South Africa’s central bank Governor Gill Marcus said “further monetary easing is not automatic” after surprising economists by lowering interest rates last week to spur the economy.
“There has been much speculation as to whether this was a beginning of a renewed interest rate easing cycle,” Marcus said at the bank’s annual general meeting in Pretoria today. “This interest rate reduction should, however, be seen as part of the continued monetary policy response to the crisis that began in 2008.”
The Reserve Bank on July 19 cut its key interest rate by half a percentage point to 5 percent, the first reduction since November 2010, after inflation eased into the bank’s target range while the economy faltered.
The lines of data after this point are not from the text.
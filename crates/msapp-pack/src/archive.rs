//! Archive naming and writing.

use std::fs::File;
use std::io::Write;
use std::path::Path;

use chrono::{DateTime, Local};
use zip::write::FileOptions;
use zip::{CompressionMethod, ZipWriter};

use crate::error::{PackError, PackResult};
use crate::record::CompilationRecord;

/// Name of the generated record entry.
pub const COMPILATION_INFO_ENTRY: &str = "compilation_info.json";

/// Extension of the mock app package.
pub const ARCHIVE_EXTENSION: &str = "msapp";

/// One file stored in the archive.
#[derive(Debug, Clone, PartialEq, Eq)]
pub struct ArchiveEntry {
    /// Path inside the archive, `/`-separated.
    pub name: String,
    pub bytes: Vec<u8>,
}

/// `<app>_<YYYYMMDD_HHMMSS>.msapp`
pub fn archive_file_name(app_name: &str, at: DateTime<Local>) -> String {
    format!(
        "{app_name}_{}.{ARCHIVE_EXTENSION}",
        at.format("%Y%m%d_%H%M%S")
    )
}

/// Write `entries` followed by the serialized `record` to a deflated zip
/// at `path`, replacing any existing file.
pub fn write_archive(
    path: &Path,
    entries: &[ArchiveEntry],
    record: &CompilationRecord,
) -> PackResult<()> {
    let file = File::create(path).map_err(|source| PackError::CreateArchive {
        path: path.to_path_buf(),
        source,
    })?;
    let mut zip = ZipWriter::new(file);
    let options = FileOptions::default().compression_method(CompressionMethod::Deflated);

    for entry in entries {
        zip.start_file(entry.name.as_str(), options)?;
        zip.write_all(&entry.bytes)?;
    }

    zip.start_file(COMPILATION_INFO_ENTRY, options)?;
    zip.write_all(&record.to_json_bytes()?)?;
    zip.finish()?;

    tracing::info!(
        path = %path.display(),
        entries = entries.len() + 1,
        "wrote archive"
    );
    Ok(())
}
//! # msapp-cli — CLI Tool for Canvas-App Source Trees
//!
//! Provides the `msapp` command-line interface over the validator and the
//! archive simulator.
//!
//! ## Subcommands
//!
//! - `msapp validate` — Structural checks over `Src/*.yaml` and the companion JSON files.
//! - `msapp pack` — Mock `.msapp` archive with a generated compilation record.
//!
//! Both exit 0 on success (warnings allowed) and 1 on any error.
//!
//! ```bash
//! msapp validate
//! msapp --root ./MyApp pack --archive-name MyApp
//! msapp --config msapp.yaml --output-dir dist pack
//! ```

pub mod pack;
pub mod validate;

use std::path::{Path, PathBuf};

use anyhow::{Context, Result};
use msapp_core::ToolConfig;

/// Config file picked up from the project root when `--config` is absent.
pub const DEFAULT_CONFIG_FILE: &str = "msapp.yaml";

/// Resolve a path that may be relative to the project root.
///
/// If the path is absolute, returns it as-is. If relative and the file
/// exists relative to `root`, uses that. Otherwise returns the path
/// relative to the current directory.
pub fn resolve_path(path: &Path, root: &Path) -> PathBuf {
    if path.is_absolute() {
        return path.to_path_buf();
    }
    let root_relative = root.join(path);
    if root_relative.exists() {
        root_relative
    } else {
        path.to_path_buf()
    }
}

/// Project root, output location and configuration for one invocation.
#[derive(Debug, Clone)]
pub struct ProjectContext {
    pub root: PathBuf,
    pub output_dir: PathBuf,
    pub config: ToolConfig,
}

impl ProjectContext {
    /// Build the context from the global CLI options.
    ///
    /// The root defaults to the current directory and the output directory
    /// to the root. An explicit config file must load; otherwise
    /// `msapp.yaml` in the root is used when present.
    pub fn new(
        root: Option<PathBuf>,
        output_dir: Option<PathBuf>,
        config: Option<&Path>,
    ) -> Result<Self> {
        let root = match root {
            Some(root) => root,
            None => std::env::current_dir().context("failed to read current directory")?,
        };
        let output_dir = output_dir.unwrap_or_else(|| root.clone());
        let config = load_config(config, &root)?;
        tracing::debug!(root = %root.display(), output_dir = %output_dir.display(), "project context");
        Ok(Self {
            root,
            output_dir,
            config,
        })
    }
}

/// Load the tool configuration for `root`.
pub fn load_config(explicit: Option<&Path>, root: &Path) -> Result<ToolConfig> {
    if let Some(path) = explicit {
        let resolved = resolve_path(path, root);
        return ToolConfig::load(&resolved)
            .with_context(|| format!("failed to load config {}", resolved.display()));
    }
    let implicit = root.join(DEFAULT_CONFIG_FILE);
    if implicit.is_file() {
        return ToolConfig::load(&implicit)
            .with_context(|| format!("failed to load config {}", implicit.display()));
    }
    Ok(ToolConfig::default())
}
The debt crisis in Europe, which buys about a third of South Africa’s manufactured goods, is threatening the growth outlook, Marcus said.
Europe “looks increasingly precarious,” Marcus said. “A quick resolution to the euro-zone crisis is unlikely and this poses continuing risks to our own growth prospects.”
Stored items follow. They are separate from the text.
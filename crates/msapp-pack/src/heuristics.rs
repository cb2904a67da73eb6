//! Content heuristics applied to each source file.
//!
//! Three independent substring checks. Each contributes at most one
//! finding per file no matter how often its token occurs, and several may
//! fire for the same file.

use crate::record::CompilationRecord;

/// Startup formula marker, only meaningful in the startup screen.
pub const STARTUP_FORMULA_TOKEN: &str = "OnStart:";

/// Navigation function call.
pub const NAVIGATE_TOKEN: &str = "Navigate(";

/// Background property every screen definition should set.
pub const FILL_TOKEN: &str = "Fill:";

/// File-name token marking a screen definition.
pub const SCREEN_NAME_TOKEN: &str = "Screen";

/// Inspect one source file's text and record findings.
pub fn inspect_source(
    file_name: &str,
    content: &str,
    startup_screen: &str,
    record: &mut CompilationRecord,
) {
    if file_name.contains(startup_screen) && content.contains(STARTUP_FORMULA_TOKEN) {
        record.add_warning(format!(
            "{file_name}: OnStart formula found - ensure proper syntax"
        ));
    }

    if content.contains(NAVIGATE_TOKEN) {
        record.add_warning(format!(
            "{file_name}: Navigate formulas detected - verify screen references"
        ));
    }

    if file_name.contains(SCREEN_NAME_TOKEN) && !content.contains(FILL_TOKEN) {
        record.add_error(format!("{file_name}: Missing Fill property"));
    }
}
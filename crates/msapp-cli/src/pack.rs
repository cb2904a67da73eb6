//! # Pack Subcommand
//!
//! Builds a mock `.msapp` archive and prints the compilation results. The
//! archive is written even when errors are recorded; the exit code carries
//! the verdict.

use anyhow::Result;
use clap::Args;

use msapp_pack::{simulate_pack, PackError, PackOutcome};

use crate::ProjectContext;

/// Arguments for the `msapp pack` subcommand.
#[derive(Args, Debug)]
pub struct PackArgs {
    /// Archive name prefix, overriding the configured `archive_name`.
    #[arg(long)]
    pub archive_name: Option<String>,

    /// Do not print the follow-up instructions for the real packing tool.
    #[arg(long)]
    pub no_next_steps: bool,
}

/// Execute the pack subcommand.
///
/// Returns exit code: 0 when no errors were recorded, 1 otherwise.
pub fn run_pack(args: &PackArgs, ctx: &ProjectContext) -> Result<u8> {
    let mut config = ctx.config.clone();
    if let Some(name) = &args.archive_name {
        config.archive_name = name.clone();
    }

    println!("Canvas app mock packer");
    println!();

    let code = match simulate_pack(&ctx.root, &ctx.output_dir, &config, chrono::Local::now()) {
        Ok(outcome) => {
            print_outcome(&outcome);
            u8::from(!outcome.succeeded())
        }
        Err(PackError::Source(e)) => {
            println!("ERROR: {e}");
            1
        }
        Err(e) => return Err(e.into()),
    };

    if !args.no_next_steps {
        print_next_steps();
    }
    Ok(code)
}

fn print_outcome(outcome: &PackOutcome) {
    let record = &outcome.record;

    println!("Found {} source files:", record.source_files.len());
    for name in &record.source_files {
        println!("  - {name}");
    }
    println!(
        "Manifest is valid (app: {})",
        outcome.manifest_app_name.as_deref().unwrap_or("Unknown")
    );

    println!();
    println!("Compilation results");
    if record.errors.is_empty() {
        println!("  No critical errors found");
    } else {
        println!("  {} error(s):", record.errors.len());
        for error in &record.errors {
            println!("    - {error}");
        }
    }
    if record.warnings.is_empty() {
        println!("  No warnings generated");
    } else {
        println!("  {} warning(s):", record.warnings.len());
        for warning in &record.warnings {
            println!("    - {warning}");
        }
    }

    println!();
    println!("Generated: {}", outcome.archive_path.display());
    println!("App name:  {}", record.app_name);
    println!("App id:    {}", record.app_id);
    println!("Screens:   {}", record.screens.len());
    for screen in &record.screens {
        println!("  - {screen}");
    }
    println!();

    if !record.errors.is_empty() {
        println!(
            "App has {} critical error(s); fix them before importing.",
            record.errors.len()
        );
    } else if record.warnings.is_empty() {
        println!("App packed successfully and is ready for import.");
    } else {
        println!("App packed with warnings; it should still import.");
    }
}

fn print_next_steps() {
    println!();
    println!("Next steps");
    println!("  1. Install the Power Platform CLI to build a real package.");
    println!("  2. Pack with: pac canvas pack --sources ./Src --msapp YourApp.msapp");
    println!("  3. Import the .msapp file in Power Apps Studio and test it.");
}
Inflation slowed to 5.5 percent in June, staying within the bank’s 3 percent to 6 percent target range.
Investors have increased bets Marcus will lower the benchmark rate again before the end of the year. Yields on forward-rate agreements due in December dropped 51 basis points, or 0.51 percentage point, in the past month to 4.74 percent at 11:49 a.m. in Johannesburg.
“Further monetary easing is not automatic and will be highly dependent on global and domestic developments,” Marcus said.
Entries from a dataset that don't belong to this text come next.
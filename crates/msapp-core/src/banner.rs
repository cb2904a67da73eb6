//! # Editor Banner Filter
//!
//! Source files unpacked by the platform tooling open with a disclaimer
//! block: a full-width `# ****...` marker line, then `# ` comment lines
//! mentioning the product, then blank lines. The block is not part of the
//! logical content and is removed before YAML parsing.
//!
//! The filter is a single pass carrying one flag. Once the marker is seen,
//! product comment lines and blank lines are dropped. The first line that
//! is neither blank nor a comment ends skip mode and is kept. Comment lines
//! that do not mention the product are kept without ending skip mode.

/// Full-width marker line that opens the banner (after trimming).
pub const BANNER_MARKER: &str =
    "# ************************************************************************************************";

/// Product token that identifies banner comment lines.
pub const BANNER_PRODUCT_TOKEN: &str = "Power Apps";

/// Remove the editor banner block from `text`.
///
/// Lines are split on `\n` and rejoined with `\n`, so text without a
/// banner is returned unchanged.
pub fn strip_banner(text: &str) -> String {
    let mut kept: Vec<&str> = Vec::new();
    let mut skipping = false;

    for line in text.split('\n') {
        let trimmed = line.trim();
        if trimmed.starts_with(BANNER_MARKER) {
            skipping = true;
            continue;
        }
        if skipping {
            if trimmed.starts_with("# ") && line.contains(BANNER_PRODUCT_TOKEN) {
                continue;
            }
            if trimmed.is_empty() {
                continue;
            }
            if !trimmed.starts_with('#') {
                skipping = false;
            }
        }
        kept.push(line);
    }

    kept.join("\n")
}


#[cfg(test)]
mod proptests {
    use super::*;
    use proptest::prelude::*;

    fn plain_lines() -> impl Strategy<Value = Vec<String>> {
        prop::collection::vec("[a-zA-Z0-9_:# ]{0,40}", 0..12)
    }

    proptest! {
        /// Text that never contains the marker passes through untouched.
        #[test]
        fn no_marker_is_identity(lines in plain_lines()) {
            let text = lines.join("\n");
            prop_assert_eq!(strip_banner(&text), text);
        }

        /// Filtering is idempotent.
        #[test]
        fn filtering_twice_equals_once(prefix in plain_lines(), body in plain_lines()) {
            let text = format!(
                "{}\n{BANNER_MARKER}\n# Power Apps notice\n\n{}",
                prefix.join("\n"),
                body.join("\n")
            );
            let once = strip_banner(&text);
            prop_assert_eq!(strip_banner(&once), once.clone());
        }

        /// Everything before the marker survives verbatim.
        #[test]
        fn prefix_before_marker_is_kept(prefix in plain_lines()) {
            let head = prefix.join("\n");
            let text = format!("{head}\n{BANNER_MARKER}\n# Power Apps notice\nFill: Red");
            let out = strip_banner(&text);
            prop_assert!(out.starts_with(&head));
            prop_assert!(out.ends_with("Fill: Red"));
        }
    }
}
Marcus said the bank’s economic growth forecast of 2.7 percent for this year was partly based on the assumption that European leaders would make the “appropriate policy responses.” At the same time, the bank “needs to remain vigilant to inflation and financial stability risks.”
The rand was little changed at 8.2659 per dollar at 2:07 p.m. in Johannesburg. The yield on the rand bond due in 2021 dropped 1 basis point to 6.55 percent.